La réalité du pouvoir politique se trouve au sein de la Chambre basse. Le chef de gouvernement est issu du parti majoritaire à la "Lok Sabha".
Après deux mandats consécutifs, le Premier ministre indien de la formation BJP, Narendra Modi, est candidat à sa réélection. Le gouvernement de l’ultranationaliste hindou a connu des succès économiques. La croissance du pays dépasse les 8%. L'Inde est désormais la cinquième puissance économique mondiale devant le Royaume-Uni ou la France. Le bilan du BJP reste cependant mitigé. Le taux de chômage chez les jeunes est particulièrement haut, d’après les chiffres de la Banque mondiale. L’inflation est en constante augmentation. Un rapport du World Inequality Lab, publié fin 2023, révélait que 1% des Indiens les plus riches détenaient 40% des richesses du pays. Ces inégalités économiques pèsent particulièrement sur les musulmans. Bien que la laïcité soit un principe inscrit dans la Constitution, Narendra Modi est soupçonné de vouloir changer l’Inde en une théocratie hindoue. Ce projet politique exclurait de fait les musulmans de toute citoyenneté. Plus de 16% de la population indienne est musulmane, soit 200 millions de personnes.

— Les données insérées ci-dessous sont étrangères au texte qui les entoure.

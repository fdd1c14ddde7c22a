//! GeminiClient against a local HTTP server speaking the Gemini wire format.

use std::sync::{Arc, Mutex};

use aligner_core::{
    CollaboratorError, FeedbackGenerator, FeedbackRequest, Inspector, Verdict, VerdictKind,
};
use aligner_gemini::{GeminiClient, GeminiConfig};
use aligner_store::{Embedder, StoreError};
use tokio::io::{AsyncReadExt, AsyncWriteExt};
use tokio::net::TcpListener;

/// One request as seen by the fake server.
#[derive(Debug, Clone)]
struct Captured {
    request_line: String,
    headers: String,
    body: String,
}

/// Serve `responses` in order, one connection each, recording the requests.
async fn serve(responses: Vec<(u16, String)>) -> (String, Arc<Mutex<Vec<Captured>>>) {
    let listener = TcpListener::bind("127.0.0.1:0").await.unwrap();
    let addr = listener.local_addr().unwrap();
    let captured = Arc::new(Mutex::new(Vec::new()));
    let log = captured.clone();

    tokio::spawn(async move {
        for (status, body) in responses {
            let (mut socket, _) = listener.accept().await.unwrap();
            let request = read_request(&mut socket).await;
            log.lock().unwrap().push(request);

            let response = format!(
                "HTTP/1.1 {status} OK\r\ncontent-type: application/json\r\ncontent-length: {}\r\nconnection: close\r\n\r\n{body}",
                body.len()
            );
            socket.write_all(response.as_bytes()).await.unwrap();
            socket.shutdown().await.ok();
        }
    });

    (format!("http://{addr}"), captured)
}

async fn read_request(socket: &mut tokio::net::TcpStream) -> Captured {
    let mut buf = Vec::new();
    let mut chunk = [0u8; 4096];
    let header_end = loop {
        let n = socket.read(&mut chunk).await.unwrap();
        assert!(n > 0, "client closed before sending headers");
        buf.extend_from_slice(&chunk[..n]);
        if let Some(pos) = buf.windows(4).position(|w| w == b"\r\n\r\n") {
            break pos + 4;
        }
    };

    let head = String::from_utf8_lossy(&buf[..header_end]).to_string();
    let content_length = head
        .lines()
        .find_map(|line| {
            let (name, value) = line.split_once(':')?;
            name.eq_ignore_ascii_case("content-length")
                .then(|| value.trim().parse::<usize>().ok())
                .flatten()
        })
        .unwrap_or(0);
    while buf.len() < header_end + content_length {
        let n = socket.read(&mut chunk).await.unwrap();
        if n == 0 {
            break;
        }
        buf.extend_from_slice(&chunk[..n]);
    }

    let (request_line, headers) = head.split_once("\r\n").unwrap_or((&head, ""));
    Captured {
        request_line: request_line.to_string(),
        headers: headers.to_lowercase(),
        body: String::from_utf8_lossy(&buf[header_end..]).to_string(),
    }
}

fn candidate_text(text: &str) -> String {
    serde_json::json!({
        "candidates": [{ "content": { "parts": [{ "text": text }], "role": "model" } }]
    })
    .to_string()
}

fn client(base_url: &str) -> GeminiClient {
    GeminiClient::new(
        GeminiConfig::default()
            .with_api_key("test-key")
            .with_base_url(base_url)
            .with_embed_model("text-embedding-004", 3),
    )
    .unwrap()
}

/// Test: inspection posts the prompt and parses a fenced JSON answer
#[tokio::test]
async fn test_inspect_parses_fenced_json() {
    let answer = "```json\n{\"language\": \"python\", \"user_function\": \"magic_pair_finder\", \"predicted_problem\": \"Two Sum\", \"test_input\": \"([2, 7, 11, 15], 9)\"}\n```";
    let (url, captured) = serve(vec![(200, candidate_text(answer))]).await;

    let inspection = client(&url)
        .inspect("def magic_pair_finder(nums, target): pass", "find two numbers")
        .await
        .unwrap()
        .unwrap();

    assert_eq!(inspection.entry_point.as_deref(), Some("magic_pair_finder"));
    assert_eq!(inspection.predicted_problem.as_deref(), Some("Two Sum"));

    let requests = captured.lock().unwrap();
    assert_eq!(requests.len(), 1);
    assert!(requests[0]
        .request_line
        .starts_with("POST /v1beta/models/gemini-2.0-flash:generateContent"));
    assert!(requests[0].headers.contains("x-goog-api-key: test-key"));
    let body: serde_json::Value = serde_json::from_str(&requests[0].body).unwrap();
    let prompt = body["contents"][0]["parts"][0]["text"].as_str().unwrap();
    assert!(prompt.contains("magic_pair_finder"));
    assert!(prompt.contains("find two numbers"));
}

/// Test: a non-JSON answer means the structure could not be determined
#[tokio::test]
async fn test_inspect_prose_answer_is_none() {
    let (url, _) = serve(vec![(200, candidate_text("Looks like Two Sum to me."))]).await;
    let inspection = client(&url).inspect("def f(): pass", "").await.unwrap();
    assert!(inspection.is_none());
}

/// Test: HTTP errors surface as transport failures
#[tokio::test]
async fn test_inspect_server_error_is_transport_error() {
    let (url, _) = serve(vec![(503, r#"{"error": "overloaded"}"#.to_string())]).await;
    let err = client(&url).inspect("def f(): pass", "").await.unwrap_err();
    match err {
        CollaboratorError::Transport(message) => assert!(message.contains("503")),
        other => panic!("expected transport error, got {other:?}"),
    }
}

/// Test: a response without candidates is an invalid response
#[tokio::test]
async fn test_feedback_without_candidates_is_invalid() {
    let (url, _) = serve(vec![(200, r#"{"candidates": []}"#.to_string())]).await;
    let request = FeedbackRequest {
        code: "def f(a): return max(a)".into(),
        language: "python".into(),
        verdict: Verdict::new(VerdictKind::CorrectOptimal, "result matches reference"),
        reference_code: None,
    };
    let err = client(&url).explain(&request).await.unwrap_err();
    assert!(matches!(err, CollaboratorError::InvalidResponse(_)));
}

/// Test: feedback returns the model's text and sends the diagnosis
#[tokio::test]
async fn test_feedback_returns_text() {
    let (url, captured) = serve(vec![(200, candidate_text("**Good code.** O(n)."))]).await;
    let request = FeedbackRequest {
        code: "def f(a): return min(a)".into(),
        language: "python".into(),
        verdict: Verdict::new(VerdictKind::LogicError, "results differ: \"1\" != \"3\""),
        reference_code: None,
    };

    let text = client(&url).explain(&request).await.unwrap();
    assert_eq!(text, "**Good code.** O(n).");

    let requests = captured.lock().unwrap();
    let body: serde_json::Value = serde_json::from_str(&requests[0].body).unwrap();
    let prompt = body["contents"][0]["parts"][0]["text"].as_str().unwrap();
    assert!(prompt.contains("Issue Type: LOGIC BUG"));
}

/// Test: embeddings are read from embedContent and length-checked
#[tokio::test]
async fn test_embed_reads_values_and_checks_dimensions() {
    let (url, captured) = serve(vec![
        (200, r#"{"embedding": {"values": [0.1, 0.2, 0.3]}}"#.to_string()),
        (200, r#"{"embedding": {"values": [0.1, 0.2]}}"#.to_string()),
    ])
    .await;
    let client = client(&url);

    assert_eq!(client.dimensions(), 3);
    let vector = client.embed("two-sum def f(): pass").await.unwrap();
    assert_eq!(vector, vec![0.1, 0.2, 0.3]);

    let err = client.embed("short").await.unwrap_err();
    assert!(matches!(
        err,
        StoreError::DimensionMismatch {
            expected: 3,
            actual: 2
        }
    ));

    let requests = captured.lock().unwrap();
    assert!(requests[0]
        .request_line
        .starts_with("POST /v1beta/models/text-embedding-004:embedContent"));
    let body: serde_json::Value = serde_json::from_str(&requests[0].body).unwrap();
    assert_eq!(body["model"], "models/text-embedding-004");
    assert_eq!(body["content"]["parts"][0]["text"], "two-sum def f(): pass");
}

/// Test: an unreachable server is a transport error
#[tokio::test]
async fn test_unreachable_server() {
    let listener = TcpListener::bind("127.0.0.1:0").await.unwrap();
    let url = format!("http://{}", listener.local_addr().unwrap());
    drop(listener);

    let err = client(&url).inspect("def f(): pass", "").await.unwrap_err();
    assert!(matches!(err, CollaboratorError::Transport(_)));
}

(Re)lire Inde : Ayodhya, un temple très politique
Depuis son arrivée au pouvoir en 2014, le Premier ministre a instauré une politique nationaliste nommée l’hindutva. Cette idéologie politique, théorisée par le dirigeant politique Veer Savarkar en 1923, repose sur le principe d’hégémonie culturelle. Selon les partisans de l’hindutva, l’hindouisme est plus qu’une religion : elle est la culture fondamentale de l’Inde. Le principe marginalise donc les minorités religieuses et menace même leur accès à la citoyenneté. Dans l’hypothèse où Narendra Modi est réélu, le chercheur Ashutosh Varshney, cité par The Guardian, craint « le triomphe du « majoritarianisme » hindou » qui entrainerait « la relégation de musulmans au rang de citoyens de seconde zone et à long terme la perte de leur nationalité ».
Face à la formation du Premier ministre, donnée favorite, une opposition s’est formée. Une coalition de plus de 40 partis, l’« India » ou Alliance nationale indienne pour le développement inclusif, s’est constituée pour affronter les candidats du BJP. Parmi les leaders de l’India, le ministre en chef du territoire de Delhi, Arvind Kejriwal, représente un opposant de taille. Avec son parti, Aam Aadmi, le ministre et militant anti-corruption a déjà battu le BJP à deux reprises pour la gouvernance de la capitale indienne, New Delhi. Le 21 mars, à quelques semaines du début des élections législatives, Arvind Kejriwal s’est fait arrêter dans le cadre d’une enquête pour corruption. "Nous avons été clairs dès le début : si nécessaire, Arvind Kejriwal dirigera le gouvernement depuis sa prison", a assuré la ministre de l'Éducation de l'État de Delhi, Atishi Marlena Singh. Elle dénonce une conspiration politique orchestrée par le BJP.
(Re)lire L'Inde vote avec le nationaliste hindou Modi pour favori
Au-delà des pressions supposément exercées par le parti de Narendra Modi, l’opposition reste affaiblie. La formation India compte parmi ses têtes de file Rahul Gandhi, chef du parti « Congrès », et issu d’une famille qui a dominé la vie politique du pays pendant près de sept décennies. Mais après avoir essuyé deux grosses défaites, en 2014 et 2019, le leadership de Rahul Gandhi est contesté au sein de la formation.